[Opening TASK MATERIAL section]

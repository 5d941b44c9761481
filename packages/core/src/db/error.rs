//! Database Error Types
//!
//! Error types for database operations: connection, initialization, query
//! execution, and row decoding failures.

use std::path::PathBuf;
use thiserror::Error;

/// Database operation errors
///
/// Covers connection, initialization, and statement-level failures. Business
/// error taxonomy (not-found, conflict, forbidden) lives at the service
/// layer; this is purely the persistence surface.
#[derive(Error, Debug)]
pub enum DatabaseError {
    /// Failed to establish database connection
    #[error("Failed to connect to database at {path}: {source}")]
    ConnectionFailed {
        path: PathBuf,
        source: libsql::Error,
    },

    /// Failed to initialize database schema
    #[error("Failed to initialize database schema: {0}")]
    InitializationFailed(String),

    /// Permission denied when accessing database
    #[error("Permission denied for database path: {path}")]
    PermissionDenied { path: PathBuf },

    /// Failed to create parent directory
    #[error("Failed to create parent directory for database: {0}")]
    DirectoryCreationFailed(#[from] std::io::Error),

    /// libsql operation error
    #[error("Database operation failed: {0}")]
    LibsqlError(#[from] libsql::Error),

    /// SQL execution error with context
    #[error("SQL execution failed: {context}")]
    SqlExecutionError { context: String },

    /// Failed to decode a row into a model type
    #[error("Row decode failed: {context}")]
    RowDecodeError { context: String },
}

impl DatabaseError {
    /// Create a connection failed error
    pub fn connection_failed(path: PathBuf, source: libsql::Error) -> Self {
        Self::ConnectionFailed { path, source }
    }

    /// Create an initialization failed error
    pub fn initialization_failed(msg: impl Into<String>) -> Self {
        Self::InitializationFailed(msg.into())
    }

    /// Create a permission denied error
    pub fn permission_denied(path: PathBuf) -> Self {
        Self::PermissionDenied { path }
    }

    /// Create a SQL execution error with context
    pub fn sql_execution(context: impl Into<String>) -> Self {
        Self::SqlExecutionError {
            context: context.into(),
        }
    }

    /// Create a row decode error with context
    pub fn row_decode(context: impl Into<String>) -> Self {
        Self::RowDecodeError {
            context: context.into(),
        }
    }
}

[Closing TASK MATERIAL section]

WORK TO COMPLETE: Some lines in the material contain "SqlExecutionError". Show all of them.

WRITTEN ANSWER:
    SqlExecutionError { context: String },
        Self::SqlExecutionError {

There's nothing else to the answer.